EXERCISE GOAL – Only one stretch of the data below is needed. Output the lines from the one with "use crate::session_management::SessionState;" up to and including the one with "const TOKEN: &str", exactly as they stand.

DATA –
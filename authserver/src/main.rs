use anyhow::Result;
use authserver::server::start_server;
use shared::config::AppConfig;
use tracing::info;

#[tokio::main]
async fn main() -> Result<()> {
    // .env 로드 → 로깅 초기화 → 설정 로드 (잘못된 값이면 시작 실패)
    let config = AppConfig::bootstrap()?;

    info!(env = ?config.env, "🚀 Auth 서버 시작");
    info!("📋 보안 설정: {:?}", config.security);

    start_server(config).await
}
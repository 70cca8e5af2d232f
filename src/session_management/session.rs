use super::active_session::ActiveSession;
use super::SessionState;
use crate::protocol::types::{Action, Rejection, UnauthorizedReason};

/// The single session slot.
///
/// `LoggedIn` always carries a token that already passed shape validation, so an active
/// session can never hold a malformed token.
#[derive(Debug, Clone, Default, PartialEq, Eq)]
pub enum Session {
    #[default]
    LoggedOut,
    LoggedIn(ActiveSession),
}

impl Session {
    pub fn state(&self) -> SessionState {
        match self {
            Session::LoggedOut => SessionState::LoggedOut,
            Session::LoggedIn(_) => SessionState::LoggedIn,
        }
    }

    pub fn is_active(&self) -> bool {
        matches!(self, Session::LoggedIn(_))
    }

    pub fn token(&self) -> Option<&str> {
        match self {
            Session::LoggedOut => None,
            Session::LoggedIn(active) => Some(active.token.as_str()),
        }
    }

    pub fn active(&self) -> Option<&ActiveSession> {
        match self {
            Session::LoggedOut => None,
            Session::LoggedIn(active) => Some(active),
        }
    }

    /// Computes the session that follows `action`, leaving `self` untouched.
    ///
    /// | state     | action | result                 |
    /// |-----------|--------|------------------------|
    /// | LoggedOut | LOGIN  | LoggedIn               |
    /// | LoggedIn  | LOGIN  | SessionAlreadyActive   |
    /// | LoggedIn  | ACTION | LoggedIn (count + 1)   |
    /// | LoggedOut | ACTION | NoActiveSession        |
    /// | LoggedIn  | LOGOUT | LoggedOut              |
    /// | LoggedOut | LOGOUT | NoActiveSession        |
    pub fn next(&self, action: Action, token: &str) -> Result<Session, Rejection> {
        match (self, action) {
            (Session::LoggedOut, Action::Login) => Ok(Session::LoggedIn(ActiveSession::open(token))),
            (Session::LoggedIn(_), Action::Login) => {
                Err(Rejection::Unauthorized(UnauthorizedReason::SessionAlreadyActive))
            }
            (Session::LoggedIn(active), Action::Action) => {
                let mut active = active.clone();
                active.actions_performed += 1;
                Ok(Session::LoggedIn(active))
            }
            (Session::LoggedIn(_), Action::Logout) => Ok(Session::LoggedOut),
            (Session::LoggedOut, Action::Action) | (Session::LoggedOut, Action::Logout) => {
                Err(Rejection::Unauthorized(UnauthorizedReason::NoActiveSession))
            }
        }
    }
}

...

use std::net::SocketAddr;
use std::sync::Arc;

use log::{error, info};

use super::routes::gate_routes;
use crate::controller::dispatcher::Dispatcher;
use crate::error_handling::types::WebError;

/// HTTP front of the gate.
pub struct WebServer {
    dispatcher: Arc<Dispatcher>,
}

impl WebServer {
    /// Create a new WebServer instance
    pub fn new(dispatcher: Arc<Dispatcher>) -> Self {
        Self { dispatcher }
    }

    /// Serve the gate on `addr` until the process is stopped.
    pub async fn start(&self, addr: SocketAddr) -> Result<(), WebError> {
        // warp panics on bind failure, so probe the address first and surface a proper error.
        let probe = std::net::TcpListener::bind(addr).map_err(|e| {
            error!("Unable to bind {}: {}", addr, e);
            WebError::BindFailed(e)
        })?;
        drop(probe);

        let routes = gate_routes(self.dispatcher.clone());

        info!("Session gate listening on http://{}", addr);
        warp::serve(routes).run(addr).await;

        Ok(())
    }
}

---

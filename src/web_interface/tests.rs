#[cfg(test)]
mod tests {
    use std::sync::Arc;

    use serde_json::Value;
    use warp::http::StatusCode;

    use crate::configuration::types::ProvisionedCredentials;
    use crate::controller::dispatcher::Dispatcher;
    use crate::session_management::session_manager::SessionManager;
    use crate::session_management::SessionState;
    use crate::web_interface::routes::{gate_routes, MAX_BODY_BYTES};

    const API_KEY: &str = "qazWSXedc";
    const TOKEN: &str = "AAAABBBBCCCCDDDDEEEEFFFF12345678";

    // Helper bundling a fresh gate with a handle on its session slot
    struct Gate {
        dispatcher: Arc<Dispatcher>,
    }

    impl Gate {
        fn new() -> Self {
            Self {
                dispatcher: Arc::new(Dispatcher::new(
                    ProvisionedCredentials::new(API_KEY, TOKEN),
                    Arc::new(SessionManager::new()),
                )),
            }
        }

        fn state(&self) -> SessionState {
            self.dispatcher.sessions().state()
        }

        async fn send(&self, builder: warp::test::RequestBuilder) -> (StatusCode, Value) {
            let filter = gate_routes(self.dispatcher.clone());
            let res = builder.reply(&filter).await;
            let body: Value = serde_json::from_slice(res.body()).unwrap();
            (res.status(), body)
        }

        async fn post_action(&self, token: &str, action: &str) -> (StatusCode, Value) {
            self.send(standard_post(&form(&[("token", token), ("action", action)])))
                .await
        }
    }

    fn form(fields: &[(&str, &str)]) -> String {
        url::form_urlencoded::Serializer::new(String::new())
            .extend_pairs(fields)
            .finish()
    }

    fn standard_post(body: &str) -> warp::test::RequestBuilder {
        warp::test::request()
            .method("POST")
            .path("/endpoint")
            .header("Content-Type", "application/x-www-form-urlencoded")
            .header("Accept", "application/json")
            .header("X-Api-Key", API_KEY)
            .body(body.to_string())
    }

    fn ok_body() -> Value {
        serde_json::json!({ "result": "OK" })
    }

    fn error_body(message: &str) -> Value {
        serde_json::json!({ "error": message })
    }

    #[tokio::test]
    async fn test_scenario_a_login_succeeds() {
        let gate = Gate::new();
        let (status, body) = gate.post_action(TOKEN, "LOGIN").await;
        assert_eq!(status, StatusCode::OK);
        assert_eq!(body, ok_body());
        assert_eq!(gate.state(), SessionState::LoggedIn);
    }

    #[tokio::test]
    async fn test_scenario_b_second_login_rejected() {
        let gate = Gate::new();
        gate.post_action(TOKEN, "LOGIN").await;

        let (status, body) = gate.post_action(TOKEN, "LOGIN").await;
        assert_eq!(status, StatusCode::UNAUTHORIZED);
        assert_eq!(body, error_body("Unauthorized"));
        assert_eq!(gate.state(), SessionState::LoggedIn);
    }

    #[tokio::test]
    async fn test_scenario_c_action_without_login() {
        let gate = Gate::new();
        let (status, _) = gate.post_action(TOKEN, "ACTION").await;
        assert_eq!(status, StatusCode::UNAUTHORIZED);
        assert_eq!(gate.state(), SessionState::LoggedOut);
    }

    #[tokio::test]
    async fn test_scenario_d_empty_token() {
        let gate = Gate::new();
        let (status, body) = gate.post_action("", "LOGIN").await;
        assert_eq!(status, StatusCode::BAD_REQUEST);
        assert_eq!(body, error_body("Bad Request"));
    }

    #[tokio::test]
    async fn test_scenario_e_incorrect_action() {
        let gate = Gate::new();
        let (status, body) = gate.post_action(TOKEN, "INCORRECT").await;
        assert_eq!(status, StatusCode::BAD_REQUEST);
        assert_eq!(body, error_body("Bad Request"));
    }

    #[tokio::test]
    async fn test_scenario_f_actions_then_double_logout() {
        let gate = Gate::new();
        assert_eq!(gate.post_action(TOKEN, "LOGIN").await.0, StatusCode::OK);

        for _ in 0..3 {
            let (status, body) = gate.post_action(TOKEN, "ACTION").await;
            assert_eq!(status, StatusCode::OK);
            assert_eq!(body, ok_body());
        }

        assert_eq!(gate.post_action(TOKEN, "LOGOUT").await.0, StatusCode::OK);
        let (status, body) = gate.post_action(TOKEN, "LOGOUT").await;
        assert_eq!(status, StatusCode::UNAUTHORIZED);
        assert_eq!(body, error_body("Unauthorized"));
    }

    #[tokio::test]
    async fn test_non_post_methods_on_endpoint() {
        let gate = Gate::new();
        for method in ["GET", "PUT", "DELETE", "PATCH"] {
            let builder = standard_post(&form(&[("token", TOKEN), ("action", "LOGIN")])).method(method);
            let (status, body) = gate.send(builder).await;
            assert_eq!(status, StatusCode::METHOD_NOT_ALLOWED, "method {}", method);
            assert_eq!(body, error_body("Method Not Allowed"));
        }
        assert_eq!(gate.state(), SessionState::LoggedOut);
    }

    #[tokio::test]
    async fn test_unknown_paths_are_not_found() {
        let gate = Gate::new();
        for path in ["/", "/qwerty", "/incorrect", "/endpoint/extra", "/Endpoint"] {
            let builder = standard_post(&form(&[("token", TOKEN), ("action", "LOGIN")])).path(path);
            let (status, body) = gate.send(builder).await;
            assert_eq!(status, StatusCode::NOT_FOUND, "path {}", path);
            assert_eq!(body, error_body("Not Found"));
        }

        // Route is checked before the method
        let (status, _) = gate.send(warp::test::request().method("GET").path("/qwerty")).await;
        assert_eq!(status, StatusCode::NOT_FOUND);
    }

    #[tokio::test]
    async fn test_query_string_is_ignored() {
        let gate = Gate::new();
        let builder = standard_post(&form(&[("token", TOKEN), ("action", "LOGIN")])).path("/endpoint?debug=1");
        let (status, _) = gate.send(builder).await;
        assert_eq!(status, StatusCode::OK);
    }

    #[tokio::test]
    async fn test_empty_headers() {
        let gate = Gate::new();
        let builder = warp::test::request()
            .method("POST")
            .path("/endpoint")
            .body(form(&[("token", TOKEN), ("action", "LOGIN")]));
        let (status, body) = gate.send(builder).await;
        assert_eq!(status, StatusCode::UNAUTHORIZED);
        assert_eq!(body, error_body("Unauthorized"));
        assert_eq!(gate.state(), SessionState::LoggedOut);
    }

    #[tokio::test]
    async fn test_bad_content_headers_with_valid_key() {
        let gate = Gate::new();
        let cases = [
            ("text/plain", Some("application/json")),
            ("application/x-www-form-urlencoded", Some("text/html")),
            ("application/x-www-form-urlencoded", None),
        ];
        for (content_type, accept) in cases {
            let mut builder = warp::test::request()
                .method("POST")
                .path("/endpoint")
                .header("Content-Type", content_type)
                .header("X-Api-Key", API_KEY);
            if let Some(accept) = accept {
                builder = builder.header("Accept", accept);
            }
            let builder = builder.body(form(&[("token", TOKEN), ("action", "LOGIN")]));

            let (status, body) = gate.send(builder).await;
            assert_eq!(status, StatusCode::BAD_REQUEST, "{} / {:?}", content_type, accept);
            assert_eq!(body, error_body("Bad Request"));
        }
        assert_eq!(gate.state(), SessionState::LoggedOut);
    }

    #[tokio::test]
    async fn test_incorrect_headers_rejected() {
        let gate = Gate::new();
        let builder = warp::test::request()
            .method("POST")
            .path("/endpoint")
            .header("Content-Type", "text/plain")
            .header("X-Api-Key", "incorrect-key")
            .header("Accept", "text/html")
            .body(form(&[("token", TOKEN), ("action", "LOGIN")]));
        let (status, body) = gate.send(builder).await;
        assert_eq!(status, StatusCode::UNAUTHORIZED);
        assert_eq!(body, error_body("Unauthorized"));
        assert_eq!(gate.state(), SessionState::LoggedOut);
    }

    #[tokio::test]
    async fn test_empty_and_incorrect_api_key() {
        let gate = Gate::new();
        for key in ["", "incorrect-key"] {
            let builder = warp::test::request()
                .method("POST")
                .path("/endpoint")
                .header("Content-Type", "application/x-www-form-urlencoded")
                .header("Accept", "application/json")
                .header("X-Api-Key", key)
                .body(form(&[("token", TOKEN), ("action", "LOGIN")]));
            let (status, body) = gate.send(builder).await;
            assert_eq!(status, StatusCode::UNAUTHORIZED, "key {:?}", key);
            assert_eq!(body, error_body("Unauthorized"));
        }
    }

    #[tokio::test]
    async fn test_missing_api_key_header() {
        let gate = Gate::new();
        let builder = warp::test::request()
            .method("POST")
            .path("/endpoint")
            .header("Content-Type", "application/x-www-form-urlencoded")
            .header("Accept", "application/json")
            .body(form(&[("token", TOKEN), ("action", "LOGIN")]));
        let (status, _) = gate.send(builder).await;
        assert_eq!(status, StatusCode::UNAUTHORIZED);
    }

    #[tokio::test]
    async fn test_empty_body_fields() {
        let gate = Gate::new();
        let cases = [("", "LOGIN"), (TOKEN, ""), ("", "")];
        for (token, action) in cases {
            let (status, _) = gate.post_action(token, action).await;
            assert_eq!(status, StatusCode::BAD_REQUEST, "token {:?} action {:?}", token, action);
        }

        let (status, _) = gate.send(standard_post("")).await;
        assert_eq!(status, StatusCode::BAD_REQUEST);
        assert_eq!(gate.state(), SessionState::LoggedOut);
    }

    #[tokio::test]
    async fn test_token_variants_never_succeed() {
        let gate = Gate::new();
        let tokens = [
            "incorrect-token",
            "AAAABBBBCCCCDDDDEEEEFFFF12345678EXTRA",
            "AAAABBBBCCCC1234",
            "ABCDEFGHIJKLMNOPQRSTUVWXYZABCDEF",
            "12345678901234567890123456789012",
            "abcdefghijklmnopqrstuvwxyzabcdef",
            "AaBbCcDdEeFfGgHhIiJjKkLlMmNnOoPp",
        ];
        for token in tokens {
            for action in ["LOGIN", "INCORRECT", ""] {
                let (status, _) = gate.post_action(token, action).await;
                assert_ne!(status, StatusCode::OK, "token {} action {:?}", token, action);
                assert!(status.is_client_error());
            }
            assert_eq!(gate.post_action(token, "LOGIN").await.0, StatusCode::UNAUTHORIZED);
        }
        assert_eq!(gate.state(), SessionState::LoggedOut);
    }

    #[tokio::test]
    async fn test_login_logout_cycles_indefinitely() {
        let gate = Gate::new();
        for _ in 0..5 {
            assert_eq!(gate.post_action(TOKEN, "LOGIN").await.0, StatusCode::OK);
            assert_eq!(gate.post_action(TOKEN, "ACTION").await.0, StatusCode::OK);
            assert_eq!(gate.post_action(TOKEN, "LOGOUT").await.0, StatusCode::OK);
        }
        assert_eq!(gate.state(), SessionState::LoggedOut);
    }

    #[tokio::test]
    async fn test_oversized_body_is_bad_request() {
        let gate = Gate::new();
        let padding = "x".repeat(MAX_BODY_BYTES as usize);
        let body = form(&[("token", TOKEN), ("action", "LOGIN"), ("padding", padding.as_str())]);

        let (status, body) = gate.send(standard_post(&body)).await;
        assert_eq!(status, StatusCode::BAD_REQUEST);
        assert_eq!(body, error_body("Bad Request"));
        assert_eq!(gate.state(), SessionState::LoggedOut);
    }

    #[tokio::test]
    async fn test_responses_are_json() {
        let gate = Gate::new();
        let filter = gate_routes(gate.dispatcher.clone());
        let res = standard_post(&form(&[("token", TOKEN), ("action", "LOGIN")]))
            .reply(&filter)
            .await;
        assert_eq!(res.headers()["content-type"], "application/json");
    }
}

EXERCISE SOLUTION –
    use crate::session_management::SessionState;
    use crate::web_interface::routes::{gate_routes, MAX_BODY_BYTES};

    const API_KEY: &str = "qazWSXedc";
    const TOKEN: &str = "AAAABBBBCCCCDDDDEEEEFFFF12345678";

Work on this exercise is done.